**PROBLEM REQUIREMENTS**
The string "SiteDirectory" appears in some lines of the entries that follow; copy each such line.

**Stored items**
☆ ☆ ☆ ☆ ☆ ☆ ☆

//! In-memory admin session over the seeded demo dataset.
//!
//! Mirrors the web console's mock mode: each invocation owns its stores,
//! mutations are applied and rendered within the invocation, and nothing
//! persists. When the platform backend lands, this is the seam where
//! store construction swaps seeds for API calls.

use chrono::Utc;

use guideon_core::{AuditTrail, DocumentLedger, Operator, SiteDirectory, seed};

pub struct Session {
    pub sites: SiteDirectory,
    pub audit: AuditTrail,
    pub documents: DocumentLedger,
}

impl Session {
    /// Seed a session scoped to what `operator` may administer. Sites
    /// (and their invites) outside the operator's scope never enter the
    /// directory; the audit trail and document ledger are platform-wide
    /// views.
    pub fn seeded(page_size: usize, operator: &Operator) -> Self {
        let mut sites = seed::sites();
        sites.retain(|site| operator.can_access(site.id));
        let mut invites = seed::invites();
        invites.retain(|invite| operator.can_access(invite.site_id));

        Self {
            sites: SiteDirectory::with_seed(sites, invites).with_page_size(page_size),
            audit: AuditTrail::with_entries(seed::audit_entries(Utc::now()))
                .with_page_size(page_size),
            documents: DocumentLedger::with_entries(seed::documents()).with_page_size(page_size),
        }
    }
}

☆ ☆ ☆ ☆ ☆ ☆ ☆

**ANSWER FOR THE TASK**
use guideon_core::{AuditTrail, DocumentLedger, Operator, SiteDirectory, seed};
    pub sites: SiteDirectory,
            sites: SiteDirectory::with_seed(sites, invites).with_page_size(page_size),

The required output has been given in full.